§ **WHAT THE TASK ASKS**
Look for the word "contains" in the entries and copy each line where it appears.

§ **DATA**
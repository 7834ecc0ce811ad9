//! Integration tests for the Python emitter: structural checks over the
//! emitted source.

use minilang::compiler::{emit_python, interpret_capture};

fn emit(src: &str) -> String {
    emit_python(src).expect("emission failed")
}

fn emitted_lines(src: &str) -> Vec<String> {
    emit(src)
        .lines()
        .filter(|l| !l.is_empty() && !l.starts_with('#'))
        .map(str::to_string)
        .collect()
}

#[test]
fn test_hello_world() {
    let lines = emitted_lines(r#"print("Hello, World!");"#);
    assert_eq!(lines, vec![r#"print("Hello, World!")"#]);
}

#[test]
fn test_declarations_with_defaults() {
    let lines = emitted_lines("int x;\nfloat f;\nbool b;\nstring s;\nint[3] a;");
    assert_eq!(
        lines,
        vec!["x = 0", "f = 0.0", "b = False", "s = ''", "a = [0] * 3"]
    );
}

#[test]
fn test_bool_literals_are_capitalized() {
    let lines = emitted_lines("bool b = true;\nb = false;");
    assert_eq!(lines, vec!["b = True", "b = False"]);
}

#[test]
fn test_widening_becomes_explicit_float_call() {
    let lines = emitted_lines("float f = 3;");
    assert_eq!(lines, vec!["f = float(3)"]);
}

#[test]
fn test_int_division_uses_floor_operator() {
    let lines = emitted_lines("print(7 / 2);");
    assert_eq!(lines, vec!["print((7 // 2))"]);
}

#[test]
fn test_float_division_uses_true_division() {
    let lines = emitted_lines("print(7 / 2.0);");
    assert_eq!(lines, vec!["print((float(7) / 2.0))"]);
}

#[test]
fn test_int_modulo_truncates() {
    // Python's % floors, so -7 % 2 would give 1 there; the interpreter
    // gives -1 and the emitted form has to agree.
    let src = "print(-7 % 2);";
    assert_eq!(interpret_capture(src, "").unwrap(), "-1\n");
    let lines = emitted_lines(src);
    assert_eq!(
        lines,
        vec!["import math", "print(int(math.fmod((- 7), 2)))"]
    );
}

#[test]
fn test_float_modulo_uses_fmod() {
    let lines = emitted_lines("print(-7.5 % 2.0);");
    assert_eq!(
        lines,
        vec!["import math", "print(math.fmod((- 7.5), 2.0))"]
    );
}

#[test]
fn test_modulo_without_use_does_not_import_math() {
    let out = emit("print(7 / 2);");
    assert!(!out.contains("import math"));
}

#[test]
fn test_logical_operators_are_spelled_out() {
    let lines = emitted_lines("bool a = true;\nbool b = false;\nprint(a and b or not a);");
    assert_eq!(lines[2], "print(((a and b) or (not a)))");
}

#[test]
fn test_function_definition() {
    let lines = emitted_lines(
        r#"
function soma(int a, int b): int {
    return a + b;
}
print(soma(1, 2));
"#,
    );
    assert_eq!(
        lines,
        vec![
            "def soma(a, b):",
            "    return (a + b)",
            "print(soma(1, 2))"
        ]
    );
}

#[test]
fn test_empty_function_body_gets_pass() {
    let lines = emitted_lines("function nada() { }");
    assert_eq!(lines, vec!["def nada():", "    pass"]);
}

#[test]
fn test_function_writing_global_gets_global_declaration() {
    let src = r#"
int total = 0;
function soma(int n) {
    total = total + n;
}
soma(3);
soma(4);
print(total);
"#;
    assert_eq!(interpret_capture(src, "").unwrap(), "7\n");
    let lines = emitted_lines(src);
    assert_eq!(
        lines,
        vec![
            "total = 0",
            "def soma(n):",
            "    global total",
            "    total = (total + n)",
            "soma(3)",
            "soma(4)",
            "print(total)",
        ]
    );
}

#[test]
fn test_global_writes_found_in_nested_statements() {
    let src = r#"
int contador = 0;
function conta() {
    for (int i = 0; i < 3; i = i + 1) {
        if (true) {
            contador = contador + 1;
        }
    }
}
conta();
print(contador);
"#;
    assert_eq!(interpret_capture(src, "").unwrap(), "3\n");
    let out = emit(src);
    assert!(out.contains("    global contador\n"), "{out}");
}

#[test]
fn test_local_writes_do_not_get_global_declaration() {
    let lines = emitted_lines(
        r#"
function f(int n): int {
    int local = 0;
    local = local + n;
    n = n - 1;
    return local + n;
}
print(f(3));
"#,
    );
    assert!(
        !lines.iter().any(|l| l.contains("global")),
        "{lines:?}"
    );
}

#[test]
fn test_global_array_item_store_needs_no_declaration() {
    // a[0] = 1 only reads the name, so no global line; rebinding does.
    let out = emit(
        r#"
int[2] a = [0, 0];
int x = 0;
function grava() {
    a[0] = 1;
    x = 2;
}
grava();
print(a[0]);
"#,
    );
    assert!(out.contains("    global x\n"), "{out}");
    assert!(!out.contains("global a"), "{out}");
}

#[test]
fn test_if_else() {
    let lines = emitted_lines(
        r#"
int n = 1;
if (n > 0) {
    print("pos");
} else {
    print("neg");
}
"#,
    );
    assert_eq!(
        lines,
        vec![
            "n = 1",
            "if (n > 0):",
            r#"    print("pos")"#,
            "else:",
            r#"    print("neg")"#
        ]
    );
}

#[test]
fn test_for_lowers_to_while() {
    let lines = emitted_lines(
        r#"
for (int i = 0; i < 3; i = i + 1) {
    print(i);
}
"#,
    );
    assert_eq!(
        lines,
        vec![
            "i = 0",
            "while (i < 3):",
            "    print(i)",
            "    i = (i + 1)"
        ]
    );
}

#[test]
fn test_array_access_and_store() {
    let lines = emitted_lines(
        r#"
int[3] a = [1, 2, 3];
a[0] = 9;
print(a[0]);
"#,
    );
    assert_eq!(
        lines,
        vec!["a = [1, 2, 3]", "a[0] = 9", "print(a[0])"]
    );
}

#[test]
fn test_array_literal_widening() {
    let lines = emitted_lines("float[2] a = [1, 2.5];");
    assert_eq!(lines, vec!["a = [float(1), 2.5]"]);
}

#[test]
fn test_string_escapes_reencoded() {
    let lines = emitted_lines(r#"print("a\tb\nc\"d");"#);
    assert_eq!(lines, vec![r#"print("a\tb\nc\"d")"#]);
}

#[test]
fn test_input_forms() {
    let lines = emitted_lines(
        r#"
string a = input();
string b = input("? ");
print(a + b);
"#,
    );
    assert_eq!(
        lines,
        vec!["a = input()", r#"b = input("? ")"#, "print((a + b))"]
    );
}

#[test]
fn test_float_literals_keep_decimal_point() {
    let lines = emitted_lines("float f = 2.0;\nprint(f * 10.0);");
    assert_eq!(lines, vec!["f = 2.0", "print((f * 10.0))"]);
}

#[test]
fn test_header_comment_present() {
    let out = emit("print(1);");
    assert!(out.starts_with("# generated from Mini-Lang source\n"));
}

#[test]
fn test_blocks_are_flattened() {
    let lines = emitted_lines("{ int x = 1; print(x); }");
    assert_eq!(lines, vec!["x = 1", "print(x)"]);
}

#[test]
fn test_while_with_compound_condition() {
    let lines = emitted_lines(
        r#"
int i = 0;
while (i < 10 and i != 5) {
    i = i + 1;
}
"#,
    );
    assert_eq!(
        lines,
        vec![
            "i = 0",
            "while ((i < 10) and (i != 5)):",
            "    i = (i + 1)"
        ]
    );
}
* * *
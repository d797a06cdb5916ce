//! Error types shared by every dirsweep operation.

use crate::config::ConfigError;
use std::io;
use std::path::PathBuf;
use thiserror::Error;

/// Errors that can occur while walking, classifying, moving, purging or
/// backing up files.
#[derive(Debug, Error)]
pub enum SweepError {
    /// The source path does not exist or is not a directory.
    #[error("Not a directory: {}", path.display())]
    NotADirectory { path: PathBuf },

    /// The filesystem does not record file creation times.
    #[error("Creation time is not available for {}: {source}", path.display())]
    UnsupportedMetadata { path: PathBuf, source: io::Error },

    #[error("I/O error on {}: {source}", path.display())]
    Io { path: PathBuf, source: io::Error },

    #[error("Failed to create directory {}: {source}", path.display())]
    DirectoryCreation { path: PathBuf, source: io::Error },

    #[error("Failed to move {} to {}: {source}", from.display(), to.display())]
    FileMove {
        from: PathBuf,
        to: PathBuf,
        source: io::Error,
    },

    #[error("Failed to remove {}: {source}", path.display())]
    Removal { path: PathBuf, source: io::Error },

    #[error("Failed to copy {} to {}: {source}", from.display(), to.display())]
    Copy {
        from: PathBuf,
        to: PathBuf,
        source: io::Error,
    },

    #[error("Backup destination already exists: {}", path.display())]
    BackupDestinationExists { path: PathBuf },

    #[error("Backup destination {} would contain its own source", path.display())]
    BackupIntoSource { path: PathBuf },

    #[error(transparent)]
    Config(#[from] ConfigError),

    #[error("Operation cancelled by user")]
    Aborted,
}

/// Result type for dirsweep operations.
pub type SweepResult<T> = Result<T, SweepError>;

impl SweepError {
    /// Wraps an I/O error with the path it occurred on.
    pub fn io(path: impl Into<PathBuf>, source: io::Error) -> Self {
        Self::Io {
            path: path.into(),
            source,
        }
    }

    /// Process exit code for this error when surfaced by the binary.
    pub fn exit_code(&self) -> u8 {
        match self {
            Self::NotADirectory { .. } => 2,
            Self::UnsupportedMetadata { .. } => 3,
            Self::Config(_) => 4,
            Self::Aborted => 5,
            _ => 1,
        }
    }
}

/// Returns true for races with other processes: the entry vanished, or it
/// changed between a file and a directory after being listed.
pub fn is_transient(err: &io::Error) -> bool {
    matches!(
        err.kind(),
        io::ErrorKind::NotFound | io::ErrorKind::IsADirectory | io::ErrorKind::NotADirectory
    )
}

§ **ANSWER**
    assert!(!out.contains("import math"));
    assert!(out.contains("    global contador\n"), "{out}");
        !lines.iter().any(|l| l.contains("global")),
    assert!(out.contains("    global x\n"), "{out}");
    assert!(!out.contains("global a"), "{out}");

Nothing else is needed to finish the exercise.